╭─ INFORMATION SUPPLIED
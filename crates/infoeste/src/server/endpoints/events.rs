//! API endpoints for the event listing and its cache.

use axum::{
    extract::{Query, State},
    http::StatusCode,
    response::{IntoResponse, Response},
    Json,
};
use serde::Deserialize;
use serde_json::json;
use std::sync::Arc;
use tracing::{error, info};

use crate::browser::BrowserDriver;
use crate::error::ScrapeError;
use crate::server::types::ApiErrorType;
use crate::service::EventsService;

/// Query parameters for `GET /events`.
#[derive(Debug, Default, Deserialize)]
pub struct EventsQuery {
    /// If true, bypass cache and scrape again
    #[serde(default)]
    pub refresh: bool,
}

/// Maps a scrape failure to an HTTP status.
pub(crate) fn status_for(error: &ScrapeError) -> StatusCode {
    match error {
        ScrapeError::StructureInvalid { .. } | ScrapeError::ExtractionEmpty => {
            StatusCode::BAD_GATEWAY
        }
        ScrapeError::NavigationTimeout { .. } => StatusCode::GATEWAY_TIMEOUT,
        ScrapeError::SessionUnavailable { .. } => StatusCode::SERVICE_UNAVAILABLE,
        _ => StatusCode::INTERNAL_SERVER_ERROR,
    }
}

/// GET /events
///
/// Query parameters:
/// - `refresh` (optional): Set to `true` to bypass cache
pub async fn get_events<D: BrowserDriver>(
    State(s): State<Arc<EventsService<D>>>,
    Query(params): Query<EventsQuery>,
) -> Response {
    info!("GET /events (refresh={})", params.refresh);

    let result = if params.refresh {
        s.refresh_events().await
    } else {
        s.get_events_snapshot().await
    };

    match result {
        Ok(scraped) => (
            StatusCode::OK,
            Json(json!({
                "success": true,
                "data": scraped.events,
                "cachedAt": scraped.scraped_at.to_rfc3339(),
            })),
        )
            .into_response(),
        Err(e) => {
            error!("Failed to fetch events: {}", e);
            ApiErrorType::from((status_for(&e), "Failed to fetch events", Some(e.to_string())))
                .into_response()
        }
    }
}

/// GET /events/cache_stats
pub async fn get_cache_stats<D: BrowserDriver>(
    State(s): State<Arc<EventsService<D>>>,
) -> Response {
    (StatusCode::OK, Json(s.cache_stats())).into_response()
}

/// POST /events/invalidate_cache
pub async fn invalidate_cache<D: BrowserDriver>(
    State(s): State<Arc<EventsService<D>>>,
) -> Response {
    info!("POST /events/invalidate_cache");
    s.invalidate_cache();

    (StatusCode::OK, Json(json!({ "message": "Cache invalidated" }))).into_response()
}

#[cfg(test)]
mod tests {
    use super::*;
    use crate::browser::testing::FakeBrowser;
    use crate::dom::fixtures::LISTING_PAGE;
    use crate::service::tests::service;
    use std::sync::atomic::Ordering;
    use std::time::Duration;

    async fn body_json(response: Response) -> serde_json::Value {
        let bytes = axum::body::to_bytes(response.into_body(), usize::MAX)
            .await
            .unwrap();
        serde_json::from_slice(&bytes).unwrap()
    }

    #[tokio::test]
    async fn test_get_events_envelope() {
        let browser = FakeBrowser::new();
        browser.set_listing_html(LISTING_PAGE);
        let state = Arc::new(service(&browser, Duration::from_secs(60)));

        let response = get_events(State(state), Query(EventsQuery::default())).await;
        assert_eq!(response.status(), StatusCode::OK);

        let body = body_json(response).await;
        assert_eq!(body["success"], true);
        assert_eq!(body["data"][0]["title"], "Oficinas");
        assert_eq!(body["data"][0]["courses"][0]["vacanciesLeft"], 5);
        assert!(body["cachedAt"].as_str().unwrap().contains('T'));
    }

    #[tokio::test]
    async fn test_refresh_query_scrapes_again() {
        let browser = FakeBrowser::new();
        browser.set_listing_html(LISTING_PAGE);
        let state = Arc::new(service(&browser, Duration::from_secs(60)));

        get_events(State(state.clone()), Query(EventsQuery::default())).await;
        get_events(State(state.clone()), Query(EventsQuery { refresh: true })).await;

        assert_eq!(browser.snapshots.load(Ordering::SeqCst), 2);
    }

    #[tokio::test]
    async fn test_structural_failure_is_bad_gateway() {
        let browser = FakeBrowser::new();
        let state = Arc::new(service(&browser, Duration::from_secs(60)));

        let response = get_events(State(state), Query(EventsQuery::default())).await;
        assert_eq!(response.status(), StatusCode::BAD_GATEWAY);

        let body = body_json(response).await;
        assert_eq!(body["success"], false);
        assert_eq!(body["error"], "Failed to fetch events");
        assert!(body["message"]
            .as_str()
            .unwrap()
            .contains("#listaHorarios not found"));
    }

    #[tokio::test]
    async fn test_cache_endpoints() {
        let browser = FakeBrowser::new();
        browser.set_listing_html(LISTING_PAGE);
        let state = Arc::new(service(&browser, Duration::from_secs(60)));
        get_events(State(state.clone()), Query(EventsQuery::default())).await;

        let stats = body_json(get_cache_stats(State(state.clone())).await).await;
        assert_eq!(stats["active_entries"], 1);
        assert_eq!(stats["ttl_secs"], 60);

        let response = invalidate_cache(State(state.clone())).await;
        assert_eq!(response.status(), StatusCode::OK);
        assert_eq!(state.cache_stats().total_entries, 0);
    }

    #[test]
    fn test_status_mapping() {
        assert_eq!(status_for(&ScrapeError::ExtractionEmpty), StatusCode::BAD_GATEWAY);
        assert_eq!(
            status_for(&ScrapeError::timeout("navigating", Duration::from_secs(30))),
            StatusCode::GATEWAY_TIMEOUT
        );
        assert_eq!(
            status_for(&ScrapeError::SessionUnavailable {
                message: "down".into()
            }),
            StatusCode::SERVICE_UNAVAILABLE
        );
        assert_eq!(
            status_for(&ScrapeError::Script {
                message: "bad".into()
            }),
            StatusCode::INTERNAL_SERVER_ERROR
        );
    }
}
//! One-shot JSON snapshots of extracted events.

use crate::error::ScrapeError;
use crate::types::Event;
use std::fs;
use std::path::Path;
use tracing::info;

/// Writes `events` as pretty-printed JSON, creating parent directories.
pub fn write_snapshot(path: impl AsRef<Path>, events: &[Event]) -> Result<(), ScrapeError> {
    let path = path.as_ref();
    if let Some(parent) = path.parent().filter(|p| !p.as_os_str().is_empty()) {
        fs::create_dir_all(parent)?;
    }

    let json = serde_json::to_string_pretty(events)?;
    fs::write(path, json)?;

    info!(path = %path.display(), events = events.len(), "Snapshot written");
    Ok(())
}

pub fn read_snapshot(path: impl AsRef<Path>) -> Result<Vec<Event>, ScrapeError> {
    let raw = fs::read_to_string(path)?;
    Ok(serde_json::from_str(&raw)?)
}
//! A cancellable streaming client for Server-Sent Events (SSE).
//!
//! This library connects to a `text/event-stream` endpoint and exposes the
//! response as a lazily-started, single-consumer stream of parsed events and
//! lifecycle items (`Open`, `Event`, `Error`, `Closed`). It is built with
//! LLM-style streaming APIs in mind: POST bodies, `[DONE]` sentinels, and
//! providers that emit raw JSON lines are all supported.

pub mod error;
pub mod event;
pub mod parser;
pub mod request;
pub mod source;
pub mod transport;

// Re-export core types for easy usage
pub use error::Error;
pub use event::Event;
pub use parser::{ParseMode, Parser};
pub use request::Request;
pub use source::{EventSource, EventStream, ReadyState, StreamItem};
pub use transport::{BodyStream, BoxError, HttpTransport, Transport, TransportResponse};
╰─
_EXERCISE DETAILS_
Your reply should hold only the lines from the first line of the records through the one with "use crate::service::EventsService;", reproduced word for word.

_SOLVED PROBLEM_
filename crates/infoeste/src/server/endpoints/events.rs
//! API endpoints for the event listing and its cache.

use axum::{
    extract::{Query, State},
    http::StatusCode,
    response::{IntoResponse, Response},
    Json,
};
use serde::Deserialize;
use serde_json::json;
use std::sync::Arc;
use tracing::{error, info};

use crate::browser::BrowserDriver;
use crate::error::ScrapeError;
use crate::server::types::ApiErrorType;
use crate::service::EventsService;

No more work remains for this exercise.